Guimarães afirmou também que conversa com muitas pessoas do exterior sobre o agronegócio brasileiro e elas não entendem que o produtor rural aqui tem direito, por lei, a desmatar. “Enquanto isso, a Amazônia e o nosso Código Florestal são atacados, embora a Amazônia seja de fato um problema com o qual temos de lidar.”
Para o presidente executivo da CropLife Brasil, Christian Lohbauer, porém, as críticas internacionais às políticas do governo do presidente Jair Bolsonaro e suas consequências para o agronegócio apenas potencializam um “problema que já existia”. “Os estrangeiros são influenciados pelo que os próprios brasileiros comentam. As nossas entidades (abrigadas na CropLife) vêm sofrendo por críticas ao agronegócio em geral, e o agro agora vem sendo avaliado como não seguro, por causa dos defensivos e outros temas, mas o governo Bolsonaro só potencializou um problema que já existia”, afirmou.

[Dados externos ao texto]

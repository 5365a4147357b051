use std::time::Duration;

use anyhow::{bail, Result};
use tokio::time;

use crate::controller::MatchController;
use crate::matching::{ResultSource, SearchStatus};
use crate::modal::ModalVisibility;

/// Pumps wall-clock ticks into a controller until the active search has
/// published its results and the loader has handed off.
///
/// The core is entirely tick-driven; this is the only place real timers
/// exist, so tests that want simulated time skip the driver and call
/// `MatchController::tick` directly (or run the driver under a paused
/// tokio runtime).
pub struct SearchDriver {
    tick_interval: Duration,
}

impl SearchDriver {
    pub fn new(tick_interval: Duration) -> Self {
        Self { tick_interval }
    }

    /// Drive the controller in real time, reporting progress changes to
    /// `on_progress`. Returns the number of published results.
    pub async fn drive<S, F>(
        &self,
        controller: &mut MatchController<S>,
        mut on_progress: F,
    ) -> Result<usize>
    where
        S: ResultSource,
        F: FnMut(u8, &str),
    {
        if controller.search_status() != SearchStatus::Searching {
            bail!("no search in progress");
        }

        let mut interval = time::interval(self.tick_interval);
        // The first interval tick fires immediately; consume it so every
        // controller tick corresponds to one elapsed interval.
        interval.tick().await;

        let mut last_percent = 0;
        let mut last_message = String::new();
        loop {
            interval.tick().await;
            controller.tick(self.tick_interval);

            let percent = controller.progress_percent();
            let message = controller.progress_message();
            if percent != last_percent || message != last_message {
                on_progress(percent, message);
                last_percent = percent;
                last_message = message.to_string();
            }

            if controller.search_status() == SearchStatus::Completed
                && controller.visible_modal() != ModalVisibility::SearchLoader
            {
                break;
            }
        }

        Ok(controller.results().len())
    }
}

O diretor de Desenvolvimento Sustentável da Arcos Dorados – a maior franquia do McDonald’s no mundo, Leonardo Lima, reforçou que a política da companhia é não comprar insumos agropecuários provenientes de áreas desmatadas. “Somos uma empresa de mais de 50 anos e que pretende seguir por mais de 50 anos como Arcos Dorados”, disse, acrescentando que a empresa “não tem outra opção” a não ser olhar o que compra. Citou também que a empresa tem “planejamentos e compromissos públicos que vão além das exigências governamentais”. Lima informou que 90% do que a Arcos Dorados adquire é proveniente do próprio Brasil. “Hoje só a batata frita vem da Argentina”, mencionou.
Para ele, a agenda ambiental é essencial. “Se nós não atuarmos de forma responsável e não tivermos políticas de compras sustentáveis, sem olhar o amanhã, não teremos a empresa no amanhã.”
Agenda positiva
Além disso, complementou que o que a Arcos Dorados procura fazer é “ter políticas claras do posicionamento da empresa”. “Temos falado sempre do desmatamento, mas que tal passarmos a falar das coisas positivas? Em vez de falar do desmatamento, que tal falar da floresta que está em pé em vez e abordar a que foi derrubada?”, questionou. “Não que tenhamos de deixar de lado o problema do desmatamento; aquele que estiver ilegal é o primeiro da fila (a ser inibido); isso não tem discussão.”
Ele comentou que participa do Grupo de Trabalho de Pecuária Sustentável (GTPS) e que, em 2014, a Arcos Dorados firmou compromisso de não comprar carne de áreas desmatadas. Disse, porém, que se anteriormente o McDonald’s não comprava “um grama” de carne da Amazônia, reconhece que atualmente há áreas desmatadas e em recuperação e podem ter atividades desenvolvidas ali.
“Quando a gente olha a sustentabilidade, olhamos dois pontos – como se aumenta a eficiência e a produtividade e, na Amazônia, as áreas abertas já são mais do que suficientes para isso.” Ele defendeu, ainda, uma agenda positiva para o agronegócio brasileiro, tema que vem tratando dentro do GTPS. “Temos de dar luz a projetos positivos, tirar o negativismo da agenda ambiental do País”, exemplificou. “Temos de falar da pujança e exuberância da floresta amazônica como modelo de discussão e de como conseguimos alcançar o desenvolvimento com a floresta em pé.”